* Description of the task: Below is some material. Set down exactly the line where "fixed by changing" appears and all lines after it, and stop at the last line.

--

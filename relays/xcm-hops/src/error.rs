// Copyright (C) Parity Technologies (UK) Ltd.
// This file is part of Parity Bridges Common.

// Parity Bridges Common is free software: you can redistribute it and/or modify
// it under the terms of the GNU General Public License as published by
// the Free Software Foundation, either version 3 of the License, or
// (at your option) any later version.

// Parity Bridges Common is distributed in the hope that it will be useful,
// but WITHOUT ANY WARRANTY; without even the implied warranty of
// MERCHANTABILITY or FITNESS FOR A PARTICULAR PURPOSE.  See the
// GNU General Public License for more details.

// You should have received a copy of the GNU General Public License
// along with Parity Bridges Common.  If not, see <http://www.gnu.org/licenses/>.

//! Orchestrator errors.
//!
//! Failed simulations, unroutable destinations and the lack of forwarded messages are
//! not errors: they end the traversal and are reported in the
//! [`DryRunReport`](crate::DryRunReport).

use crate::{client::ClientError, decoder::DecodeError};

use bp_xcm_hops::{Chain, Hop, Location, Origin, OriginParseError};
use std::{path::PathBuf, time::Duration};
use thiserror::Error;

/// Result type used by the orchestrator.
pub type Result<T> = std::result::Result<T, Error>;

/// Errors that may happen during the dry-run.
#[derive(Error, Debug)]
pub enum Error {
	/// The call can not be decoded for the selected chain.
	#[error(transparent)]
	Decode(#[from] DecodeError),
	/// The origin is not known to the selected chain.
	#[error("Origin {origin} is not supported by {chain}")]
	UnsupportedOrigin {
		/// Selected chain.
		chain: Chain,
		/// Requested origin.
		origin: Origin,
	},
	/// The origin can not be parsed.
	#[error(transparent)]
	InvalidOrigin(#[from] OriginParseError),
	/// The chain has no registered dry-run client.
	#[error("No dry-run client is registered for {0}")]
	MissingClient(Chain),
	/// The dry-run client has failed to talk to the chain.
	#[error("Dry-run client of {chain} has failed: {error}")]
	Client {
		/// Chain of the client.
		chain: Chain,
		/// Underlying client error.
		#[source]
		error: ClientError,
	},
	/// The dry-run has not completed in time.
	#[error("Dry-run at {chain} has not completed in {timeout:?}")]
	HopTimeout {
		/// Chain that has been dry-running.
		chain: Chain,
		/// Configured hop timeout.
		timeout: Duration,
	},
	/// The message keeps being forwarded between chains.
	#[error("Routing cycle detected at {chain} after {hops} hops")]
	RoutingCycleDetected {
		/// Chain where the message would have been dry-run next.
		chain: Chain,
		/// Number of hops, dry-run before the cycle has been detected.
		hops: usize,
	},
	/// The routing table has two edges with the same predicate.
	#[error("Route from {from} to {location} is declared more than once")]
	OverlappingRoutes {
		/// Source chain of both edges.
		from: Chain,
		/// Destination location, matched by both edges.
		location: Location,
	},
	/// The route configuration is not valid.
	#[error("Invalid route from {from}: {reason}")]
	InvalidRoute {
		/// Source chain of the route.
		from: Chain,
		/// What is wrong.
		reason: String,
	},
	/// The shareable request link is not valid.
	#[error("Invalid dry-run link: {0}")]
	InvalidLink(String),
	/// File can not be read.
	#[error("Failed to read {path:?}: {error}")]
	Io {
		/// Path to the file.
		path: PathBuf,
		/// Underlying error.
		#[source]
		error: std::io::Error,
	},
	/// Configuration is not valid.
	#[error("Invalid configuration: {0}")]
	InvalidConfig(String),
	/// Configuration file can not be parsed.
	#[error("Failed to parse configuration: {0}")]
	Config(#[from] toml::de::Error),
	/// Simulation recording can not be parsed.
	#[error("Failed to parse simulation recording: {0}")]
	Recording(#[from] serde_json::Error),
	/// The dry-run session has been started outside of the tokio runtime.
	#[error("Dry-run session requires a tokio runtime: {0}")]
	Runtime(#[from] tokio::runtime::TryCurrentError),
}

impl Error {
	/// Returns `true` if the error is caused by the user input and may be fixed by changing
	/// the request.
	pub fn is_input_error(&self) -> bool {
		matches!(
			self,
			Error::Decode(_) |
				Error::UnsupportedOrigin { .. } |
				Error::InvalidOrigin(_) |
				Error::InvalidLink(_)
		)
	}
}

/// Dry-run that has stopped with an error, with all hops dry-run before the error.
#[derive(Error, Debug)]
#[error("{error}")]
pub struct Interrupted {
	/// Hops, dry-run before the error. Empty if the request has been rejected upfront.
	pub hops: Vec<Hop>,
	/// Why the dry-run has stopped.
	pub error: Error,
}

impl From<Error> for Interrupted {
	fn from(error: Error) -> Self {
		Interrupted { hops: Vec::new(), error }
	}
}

--

* Written solution:
	/// Returns `true` if the error is caused by the user input and may be fixed by changing
	/// the request.
	pub fn is_input_error(&self) -> bool {
		matches!(
			self,
			Error::Decode(_) |
				Error::UnsupportedOrigin { .. } |
				Error::InvalidOrigin(_) |
				Error::InvalidLink(_)
		)
	}
}

/// Dry-run that has stopped with an error, with all hops dry-run before the error.
#[derive(Error, Debug)]
#[error("{error}")]
pub struct Interrupted {
	/// Hops, dry-run before the error. Empty if the request has been rejected upfront.
	pub hops: Vec<Hop>,
	/// Why the dry-run has stopped.
	pub error: Error,
}

impl From<Error> for Interrupted {
	fn from(error: Error) -> Self {
		Interrupted { hops: Vec::new(), error }
	}
}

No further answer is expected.